19. The article of claim 17 wherein said data structure includes a virtual address of a second entry of said table of virtually contiguous data structures stored in said memory, and wherein said second data structure entry includes a plurality of physical addresses of a buffer, and wherein the storage medium further comprises machine readable instructions stored thereon to transfer data at said buffer physical addresses.
20. The article of claim 19 wherein the storage medium further comprises machine readable instructions stored thereon to:
apply said second entry virtual address to said cache;
obtain said buffer physical addresses from said cache if present in said cache; and
if said addressed data structure table second entry is not present in said cache:
translate said second entry virtual address to a physical address of said data structure table second entry in said memory; and
obtain said buffer physical addresses from said data structure table second entry in memory.
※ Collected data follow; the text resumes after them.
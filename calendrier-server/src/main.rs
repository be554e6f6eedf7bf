mod logging;
mod routes;
mod singleton;
mod state;

use anyhow::Result;
use calendrier_core::config::{BackendKind, Settings};
use tracing::info;

use crate::state::AppState;

#[tokio::main]
async fn main() -> Result<()> {
    logging::init();

    let settings = Settings::load()?;

    // Only one process may write a given calendar file
    let _lock = match settings.store.backend {
        BackendKind::File => Some(singleton::acquire_lock(&settings.store.data_path())?),
        BackendKind::Memory => None,
    };

    let state = AppState::new(&settings.store)?;
    let app = routes::app(state);

    let addr = settings.listen_addr()?;
    info!(%addr, backend = ?settings.store.backend, "calendrier-server listening");

    let listener = tokio::net::TcpListener::bind(addr).await?;
    axum::serve(listener, app)
        .with_graceful_shutdown(shutdown_signal())
        .await?;

    info!("calendrier-server stopped");
    Ok(())
}

async fn shutdown_signal() {
    if let Err(e) = tokio::signal::ctrl_c().await {
        tracing::warn!(error = %e, "Could not listen for shutdown signal");
        std::future::pending::<()>().await;
    }
}
use std::sync::Arc;

use anyhow::Result;
use calendrier_core::config::StoreConfig;
use calendrier_core::{AggregateStore, CalendarQueryService, PartitionKey, PartitionService};

/// Shared application state
#[derive(Clone)]
pub struct AppState {
    store: Arc<AggregateStore>,
}

impl AppState {
    pub fn new(config: &StoreConfig) -> Result<Self> {
        Ok(Self::with_store(AggregateStore::open(config)?))
    }

    pub fn with_store(store: AggregateStore) -> Self {
        AppState {
            store: Arc::new(store),
        }
    }

    pub fn partition(&self, key: PartitionKey) -> PartitionService {
        PartitionService::new(self.store.clone(), key)
    }

    pub fn query(&self) -> CalendarQueryService {
        CalendarQueryService::new(self.store.clone())
    }
}
//! Persistence boundary for the calendar document.
//!
//! `DocumentBackend` is the raw document-store client: find, unique insert,
//! replace and delete of the one calendar document. `AggregateStore` wraps a
//! backend and is the only way the rest of the crate touches storage. Every
//! write (create, partition mutation, delete) runs under one store-wide
//! lock, so a read-modify-write of one partition can never overwrite a
//! concurrent change to another partition of the same document.

mod file;
mod memory;

pub use file::FileBackend;
pub use memory::MemoryBackend;

use std::future::Future;
use std::sync::Arc;
use std::time::Duration;

use async_trait::async_trait;
use tokio::sync::Mutex;
use tracing::{debug, info, warn};

use crate::aggregate::{CalendarAggregate, PartitionKey, duplicate_in};
use crate::config::{BackendKind, StoreConfig};
use crate::error::{CalendarError, CalendarResult, NotFound, ValidationErrors};
use crate::event::EventRecord;

/// Default bound on a single backend call
pub const DEFAULT_IO_TIMEOUT: Duration = Duration::from_secs(5);

/// Raw document-store client holding at most one calendar document.
///
/// Implementations must make each call atomic on its own: a reader never sees
/// a half-written document, and `insert_one` never inserts a second document.
/// Writes bound their own duration, and a write that reported an error must
/// not take effect afterwards.
#[async_trait]
pub trait DocumentBackend: Send + Sync {
    /// The stored document, or `None` if there is none
    async fn find_one(&self) -> CalendarResult<Option<CalendarAggregate>>;

    /// Insert `doc` unless a document already exists.
    /// Returns `false` (and writes nothing) if one does.
    async fn insert_one(&self, doc: &CalendarAggregate) -> CalendarResult<bool>;

    /// Replace the stored document with the same id.
    /// Returns `false` if no document with that id exists.
    async fn replace_one(&self, doc: &CalendarAggregate) -> CalendarResult<bool>;

    /// Delete the document with `id`. Returns `false` if none matched.
    async fn delete_one(&self, id: &str) -> CalendarResult<bool>;
}

/// Outcome of `AggregateStore::create_aggregate_if_absent`
#[derive(Debug, Clone, PartialEq, Eq)]
pub enum CreateResult {
    Created(CalendarAggregate),
    AlreadyExists,
}

/// What `mutate_partition` does when no calendar exists yet
#[derive(Debug, Clone, Copy, PartialEq, Eq)]
pub enum OnMissing {
    /// Start from an empty calendar and insert it
    Create,
    /// Fail with `NotFound::Calendar`
    Fail,
}

/// Result of a partition mutation: the transform's output and the
/// partition as it was persisted.
#[derive(Debug, Clone)]
pub struct Mutation<T> {
    pub output: T,
    pub partition: Vec<EventRecord>,
}

pub struct AggregateStore {
    backend: Arc<dyn DocumentBackend>,
    write_lock: Mutex<()>,
    io_timeout: Duration,
}

impl AggregateStore {
    pub fn new(backend: impl DocumentBackend + 'static) -> Self {
        AggregateStore {
            backend: Arc::new(backend),
            write_lock: Mutex::new(()),
            io_timeout: DEFAULT_IO_TIMEOUT,
        }
    }

    /// Store backed by process memory; contents are lost on exit.
    pub fn in_memory() -> Self {
        Self::new(MemoryBackend::new())
    }

    pub fn with_io_timeout(mut self, io_timeout: Duration) -> Self {
        self.io_timeout = io_timeout;
        self
    }

    /// Build the store described by `config`.
    pub fn open(config: &StoreConfig) -> Result<Self, crate::config::ConfigError> {
        let io_timeout = config.io_timeout()?;

        let store = match config.backend {
            BackendKind::Memory => Self::in_memory(),
            BackendKind::File => {
                let path = config.data_path();
                info!(path = %path.display(), "Using file-backed calendar store");
                Self::new(FileBackend::new(path).with_io_timeout(io_timeout))
            }
        };

        Ok(store.with_io_timeout(io_timeout))
    }

    /// The current calendar, or `None` if it has not been created yet.
    pub async fn load_aggregate(&self) -> CalendarResult<Option<CalendarAggregate>> {
        self.read(self.backend.find_one()).await
    }

    /// Insert `initial` as the calendar unless one already exists.
    pub async fn create_aggregate_if_absent(
        &self,
        initial: CalendarAggregate,
    ) -> CalendarResult<CreateResult> {
        if let Some((partition, id)) = initial.duplicate_id() {
            return Err(duplicate_id_error(partition, id));
        }

        let _guard = self.write_lock.lock().await;

        if logged("insert_one", self.backend.insert_one(&initial).await)? {
            info!(id = %initial.id, "Calendar created");
            Ok(CreateResult::Created(initial))
        } else {
            debug!("Calendar already exists, create skipped");
            Ok(CreateResult::AlreadyExists)
        }
    }

    /// Apply `mutate` to one partition and persist the whole calendar.
    ///
    /// The transform works on a copy of the partition; if it returns an error
    /// nothing is written. Other partitions are carried over untouched.
    pub async fn mutate_partition<T, F>(
        &self,
        key: PartitionKey,
        on_missing: OnMissing,
        mutate: F,
    ) -> CalendarResult<Mutation<T>>
    where
        F: FnOnce(&mut Vec<EventRecord>) -> CalendarResult<T> + Send,
        T: Send,
    {
        let _guard = self.write_lock.lock().await;

        let (mut calendar, is_new) = match self.read(self.backend.find_one()).await? {
            Some(calendar) => (calendar, false),
            None if on_missing == OnMissing::Create => (CalendarAggregate::empty(), true),
            None => return Err(CalendarError::NotFound(NotFound::Calendar)),
        };

        let mut working = calendar.partition(key).to_vec();
        let output = mutate(&mut working)?;
        if let Some(id) = duplicate_in(&working) {
            return Err(duplicate_id_error(key, id));
        }
        *calendar.partition_mut(key) = working;

        let written = if is_new {
            debug!(id = %calendar.id, "Creating calendar on first write");
            logged("insert_one", self.backend.insert_one(&calendar).await)?
        } else {
            logged("replace_one", self.backend.replace_one(&calendar).await)?
        };

        if !written {
            // Only reachable if something outside this store changed the document.
            return Err(CalendarError::storage(
                "calendar document changed outside the store",
            ));
        }

        debug!(partition = %key, events = calendar.partition(key).len(), "Partition written");

        Ok(Mutation {
            output,
            partition: calendar.partition(key).to_vec(),
        })
    }

    /// Remove the calendar with `id` entirely.
    pub async fn delete_aggregate(&self, id: &str) -> CalendarResult<()> {
        let _guard = self.write_lock.lock().await;

        if logged("delete_one", self.backend.delete_one(id).await)? {
            info!(id, "Calendar deleted");
            Ok(())
        } else {
            Err(CalendarError::NotFound(NotFound::Calendar))
        }
    }

    /// Reads have no side effects, so they can simply be dropped on timeout.
    async fn read<T>(&self, call: impl Future<Output = CalendarResult<T>>) -> CalendarResult<T> {
        let result = match tokio::time::timeout(self.io_timeout, call).await {
            Ok(result) => result,
            Err(_) => Err(CalendarError::storage(format!(
                "find_one timed out after {}",
                humantime::format_duration(self.io_timeout)
            ))),
        };
        logged("find_one", result)
    }
}

fn logged<T>(op: &'static str, result: CalendarResult<T>) -> CalendarResult<T> {
    if let Err(e @ CalendarError::StorageUnavailable { .. }) = &result {
        warn!(op, error = %e, "Storage call failed");
    }
    result
}

fn duplicate_id_error(partition: PartitionKey, id: &str) -> CalendarError {
    let mut errors = ValidationErrors::default();
    errors.push("_id", format!("duplicate id '{id}' in {partition}"));
    CalendarError::ValidationFailed(errors)
}
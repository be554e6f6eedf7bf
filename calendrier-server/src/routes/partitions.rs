//! Per-partition event endpoints (`/S1`, `/S2`, `/evenement`)

use axum::{
    Json,
    extract::{Path, State, rejection::JsonRejection},
    http::StatusCode,
};

use calendrier_core::{EventDraft, EventPatch, EventRecord};

use crate::routes::{AppError, Deleted, partition_key};
use crate::state::AppState;

/// GET /{partition} - Events in stored order (empty if no calendar yet)
pub async fn list(
    State(state): State<AppState>,
    Path(segment): Path<String>,
) -> Result<Json<Vec<EventRecord>>, AppError> {
    let key = partition_key(&segment)?;
    let events = state.partition(key).list().await?;
    Ok(Json(events))
}

/// POST /{partition} - Append an event
pub async fn append(
    State(state): State<AppState>,
    Path(segment): Path<String>,
    body: Result<Json<EventDraft>, JsonRejection>,
) -> Result<(StatusCode, Json<EventRecord>), AppError> {
    let key = partition_key(&segment)?;
    let Json(draft) = body?;

    let record = state.partition(key).append(&draft).await?;
    Ok((StatusCode::CREATED, Json(record)))
}

/// PUT /{partition}/{id} - Overwrite the supplied fields of an event
pub async fn update(
    State(state): State<AppState>,
    Path((segment, id)): Path<(String, String)>,
    body: Result<Json<EventPatch>, JsonRejection>,
) -> Result<Json<EventRecord>, AppError> {
    let key = partition_key(&segment)?;
    let Json(patch) = body?;

    let record = state.partition(key).update(&id, &patch).await?;
    Ok(Json(record))
}

/// DELETE /{partition}/{id} - Remove an event
pub async fn remove(
    State(state): State<AppState>,
    Path((segment, id)): Path<(String, String)>,
) -> Result<Json<Deleted>, AppError> {
    let key = partition_key(&segment)?;
    state.partition(key).remove(&id).await?;

    Ok(Json(Deleted {
        message: "Event deleted",
        id,
    }))
}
21. The article of claim 20 wherein said virtual address to physical address translating of said second entry virtual address includes translating said second entry virtual address to a virtual address of a second entry of said table of contiguous page descriptors;
applying said page descriptor table second entry virtual address to said cache of page descriptor table entries; and
obtaining a physical address of a second page of contiguous data structure entries from said cache of page descriptor table entries if present in said cache of page descriptor table entries.
22. The article of claim 21 wherein said virtual address to physical address translating of said second entry virtual address includes generating a data structure table second entry physical address as a finction of said physical address of said second page of contiguous data structure entries and a block byte offset portion of said second entry virtual address of said data structure table.
23. The article of claim 22 wherein said virtual address to physical address translating of said second entry virtual address of said data structure table further includes:
if said addressed page descriptor table second entry is not present in said cache of page descriptor table entries:
translating said page descriptor table second entry virtual address to a page descriptor table second entry physical address; and
obtaining said physical address of a second page of contiguous data structure entries at said page descriptor table second entry physical address in memory.
24. The article of claim 14 wherein said table is a translation and protection table.
25. The article of claim 14 wherein the storage medium further comprises machine readable instructions stored thereon to convert a buffer identifier of a destination address of a Remote Direct Memory Access (RDMA) memory operation to said virtual address of an entry of said table of virtually contiguous data structures stored in memory.
26. The article of claim 14 wherein the storage medium further comprises machine readable instructions stored thereon to convert at least one of an offset and a virtual address within a buffer targeted by a Remote Direct Memory Access (RDMA) operation to said virtual address of an entry of said table of virtually contiguous data structures stored in memory.
27. A system for use with a network, comprising:
at least one system memory which includes an operating system and a plurality of buffers;
a motherboard;
a processor mounted on the motherboard and coupled to the memory;
an expansion card coupled to said motherboard;
a network adapter mounted on said expansion card and having a cache; and
a device driver executable by the processor in the system memory for said network adapter wherein the device driver is adapted to store in said system memory a table of virtually contiguous data structures; and wherein the network adapter is adapted to:
apply to said cache, a virtual address of an entry of said table of virtually contiguous data structures stored in memory, each data structure containing data describing a buffer;
obtain said data of said addressed data structure table entry from said cache if present in said cache; and
if said addressed data structure table entry is not present in said cache:
translate said data structure table virtual address to a physical address of said data structure table entry in said memory; and
obtain said data of said addressed data structure table entry at said physical address in memory.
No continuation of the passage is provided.